It might be easier to clean up if the lawn chairs, water bottles and fishing nets all clumped together like a giant island of trash.

But the Great Pacific Garbage Patch is more scattered, which makes things challenging for the crew of a Richmond-based ship trying to find ways to clean up the mess.

"When you are out there you expect to see a sign: 'Welcome to the Gyre,'" said Nicholas Mallos, a marine debris scientist who sought to dispel popular notions of what the garbage patch is.

"It's not a floating island of trash. It's not the size of Texas," said Mallos, who works for the environmental group Ocean Conservancy. Though not always as obvious as a 3-ton "ghost net" or a floating mass of garbage -- which are out there, here and there -- the garbage collecting in the oceans is a serious global problem.

The trash, mostly plastics, collects in a vast region in the middle of the Pacific where four currents create a gyre, or vast vortex. Containers, nets and tiny bits of plastic are all swirling about, hundreds of miles offshore.

The crew of the Kaisei, a 151-foot brigantine tall ship that spends about half its time docked in Richmond, sailed for a few weeks in August in the garbage patch, also known as the North Pacific Gyre. It was the second voyage for Project Kaisei, which has a goal of eventually cleaning up the trash.

Speaking to reporters and others after their latest voyage this month, Mallos and Project Kaisei co-founder Mary Crowley described what they saw and their plans to try to clean up the garbage.

The trip confirmed that computer models are accurately predicting where the garbage is so that cleanup barges and ships can more effectively conduct large-scale trash removal.

In the few weeks the Kaisei was in the gyre, the crew collected thousands of pieces of plastic garbage and saw tiny bits of plastic entering the food web through small marine animals.

They picked up lids, containers, toothbrushes and car fenders.

Mallos said the problem is not readily apparent until one gets 500 miles off the coast of California, where tiny bits of plastic shimmer near the water's surface. The concentrations are heavier about 1,200 to 1,500 miles offshore, halfway to Hawaii, with discarded, rolled up fishing nets, sometimes adorned with other trash and trapped wildlife.

Crowley said the garbage extends to about 500 miles off the coast of Asia.

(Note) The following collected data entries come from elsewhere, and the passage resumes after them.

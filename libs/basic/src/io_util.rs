// Copyright (c) 2022 Huawei Technologies Co.,Ltd. All rights reserved.
//
// sysMaster is licensed under Mulan PSL v2.
// You can use this software according to the terms and conditions of the Mulan
// PSL v2.
// You may obtain a copy of Mulan PSL v2 at:
//         http://license.coscl.org.cn/MulanPSL2
// THIS SOFTWARE IS PROVIDED ON AN "AS IS" BASIS, WITHOUT WARRANTIES OF ANY
// KIND, EITHER EXPRESS OR IMPLIED, INCLUDING BUT NOT LIMITED TO
// NON-INFRINGEMENT, MERCHANTABILITY OR FIT FOR A PARTICULAR PURPOSE.
// See the Mulan PSL v2 for more details.

//!
use crate::error::*;
use nix::{
    errno::Errno,
    libc,
    poll::{self, PollFd, PollFlags},
};
use std::os::unix::prelude::RawFd;

/// Wait on `fds` for at most `timeout` milliseconds, a negative timeout
/// waits forever. Returns the number of descriptors with events.
pub fn poll_timeout(fds: &mut [PollFd], timeout: libc::c_int) -> Result<libc::c_int> {
    let ret = poll::poll(fds, timeout).context(NixSnafu)?;

    if ret == 0 {
        return Ok(0);
    }

    for item in fds.iter() {
        if let Some(revents) = item.revents() {
            if revents.eq(&PollFlags::POLLNVAL) {
                return Err(Error::Nix {
                    source: Errno::EBADF,
                });
            }
        }
    }

    Ok(ret)
}

/// Read a non-blocking descriptor until it would block, discarding
/// everything. Returns the number of bytes thrown away.
pub fn drain(fd: RawFd) -> Result<usize> {
    let mut buf = [0u8; 64];
    let mut total = 0;

    loop {
        match nix::unistd::read(fd, &mut buf) {
            Ok(0) => break,
            Ok(n) => total += n,
            Err(Errno::EINTR) => continue,
            Err(Errno::EAGAIN) => break,
            Err(e) => return Err(Error::Nix { source: e }),
        }
    }

    Ok(total)
}
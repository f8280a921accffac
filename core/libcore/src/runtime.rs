// Copyright (c) 2022 Huawei Technologies Co.,Ltd. All rights reserved.
//
// sysMaster is licensed under Mulan PSL v2.
// You can use this software according to the terms and conditions of the Mulan
// PSL v2.
// You may obtain a copy of Mulan PSL v2 at:
//         http://license.coscl.org.cn/MulanPSL2
// THIS SOFTWARE IS PROVIDED ON AN "AS IS" BASIS, WITHOUT WARRANTIES OF ANY
// KIND, EITHER EXPRESS OR IMPLIED, INCLUDING BUT NOT LIMITED TO
// NON-INFRINGEMENT, MERCHANTABILITY OR FIT FOR A PARTICULAR PURPOSE.
// See the Mulan PSL v2 for more details.
//! The event loop of pid 1: wait on the signal pipe and the activation
//! sockets, reap exited children and hand everything to the supervisor.
use crate::{
    activation::SocketActivation, shutdown::Shutdown, signals::ShutdownMode,
    signals::SignalBridge, supervisor::Supervisor,
};
use basic::io_util;
use nix::{
    errno::Errno,
    poll::{PollFd, PollFlags},
    sys::wait::{self, WaitPidFlag, WaitStatus},
    unistd::Pid,
};
use std::os::unix::prelude::RawFd;

/// default poll timeout in milliseconds
pub const DEFAULT_POLL_TIMEOUT: i32 = 1000;

/// What the loop should do after one iteration.
#[derive(Debug, Clone, Copy, PartialEq, Eq)]
pub enum LoopState {
    ///
    Running,
    /// an operator asked for the machine to go down
    Shutdown(ShutdownMode),
}

/// Owns the supervisor and the signal bridge for the lifetime of pid 1.
pub struct Runtime {
    supervisor: Supervisor,
    bridge: SignalBridge,
    timeout: i32,
    /* listeners whose service could not start yet, unwatched until a child exits */
    parked: Vec<RawFd>,
}

impl Runtime {
    /// `timeout` bounds each wait in milliseconds, negative waits forever.
    pub fn new(supervisor: Supervisor, bridge: SignalBridge, timeout: i32) -> Self {
        Runtime {
            supervisor,
            bridge,
            timeout,
            parked: Vec::new(),
        }
    }

    ///
    pub fn supervisor(&self) -> &Supervisor {
        &self.supervisor
    }

    ///
    pub fn supervisor_mut(&mut self) -> &mut Supervisor {
        &mut self.supervisor
    }

    /// Collect every exited child without blocking. Returns the number of
    /// children reaped, services or not.
    pub fn reap(&mut self) -> usize {
        let mut reaped = 0;
        loop {
            match wait::waitpid(Pid::from_raw(-1), Some(WaitPidFlag::WNOHANG)) {
                Ok(WaitStatus::StillAlive) => break,
                Ok(status) => {
                    if let Some(pid) = status.pid() {
                        reaped += 1;
                        self.supervisor.notify_exit(pid, status);
                    }
                }
                Err(Errno::EINTR) => continue,
                Err(Errno::ECHILD) => break,
                Err(e) => {
                    log::warn!("waitpid failed: {}", e);
                    break;
                }
            }
        }
        if reaped > 0 {
            self.parked.clear();
        }
        reaped
    }

    /// One pass of the loop. A listener whose service did not start stays
    /// out of the watch set until a child is reaped or another service was
    /// activated, either may have satisfied its dependencies.
    pub fn run_once(&mut self) -> LoopState {
        if let Some(mode) = self.bridge.shutdown_requested() {
            return LoopState::Shutdown(mode);
        }
        if self.bridge.take_child_exited() {
            self.reap();
        }

        let listeners: Vec<RawFd> = SocketActivation::watch_fds(self.supervisor.registry())
            .into_iter()
            .filter(|fd| !self.parked.contains(fd))
            .collect();
        let mut fds: Vec<PollFd> = listeners
            .iter()
            .map(|fd| PollFd::new(*fd, PollFlags::POLLIN))
            .collect();
        fds.push(PollFd::new(self.bridge.fd(), PollFlags::POLLIN));

        match io_util::poll_timeout(&mut fds, self.timeout) {
            Ok(0) => return LoopState::Running,
            Ok(_) => {}
            Err(e) if e.get_errno() == libc::EINTR => return LoopState::Running,
            Err(e) => {
                log::error!("Failed to wait for events: {}", e);
                return LoopState::Running;
            }
        }

        let ready: Vec<RawFd> = fds
            .iter()
            .zip(listeners.iter().copied().chain(Some(self.bridge.fd())))
            .filter(|(p, _)| {
                p.revents()
                    .map_or(false, |r| r.intersects(PollFlags::POLLIN | PollFlags::POLLHUP))
            })
            .map(|(_, fd)| fd)
            .collect();

        for fd in ready {
            if fd == self.bridge.fd() {
                self.bridge.drain();
                if let Some(mode) = self.bridge.shutdown_requested() {
                    return LoopState::Shutdown(mode);
                }
                if self.bridge.take_child_exited() {
                    self.reap();
                }
            } else if SocketActivation::dispatch(&mut self.supervisor, fd) {
                self.parked.clear();
            } else if !self.parked.contains(&fd) {
                log::debug!("Listener fd {} parked until a child exits.", fd);
                self.parked.push(fd);
            }
        }

        LoopState::Running
    }

    /// Loop until an operator signal, then close the listeners and hand
    /// over to `shutdown`.
    pub fn run(mut self, shutdown: Shutdown) -> ! {
        log::info!("Entering the event loop.");
        loop {
            if let LoopState::Shutdown(mode) = self.run_once() {
                SocketActivation::cleanup(self.supervisor.registry_mut());
                shutdown.execute(&mut self.supervisor, mode);
            }
        }
    }
}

But the garbage still is not a massive island. It is more like an archipelago, Mallos said.

The plastics have been accumulating for decades and are extremely slow to degrade, though they do break into smaller bits that can be mistaken for food by small animals.

The trash mostly comes from shores both east and west but is also discarded by ships. In the gyre are lawn chairs that may have been left on a beach somewhere, containers washed from a road or tossed into a creek. And it has come from California, Asia and other regions along the Pacific's coasts.

Next year, Crowley and her partners plan to test ways to safely remove plastic trash off the coasts of San Diego and Seattle.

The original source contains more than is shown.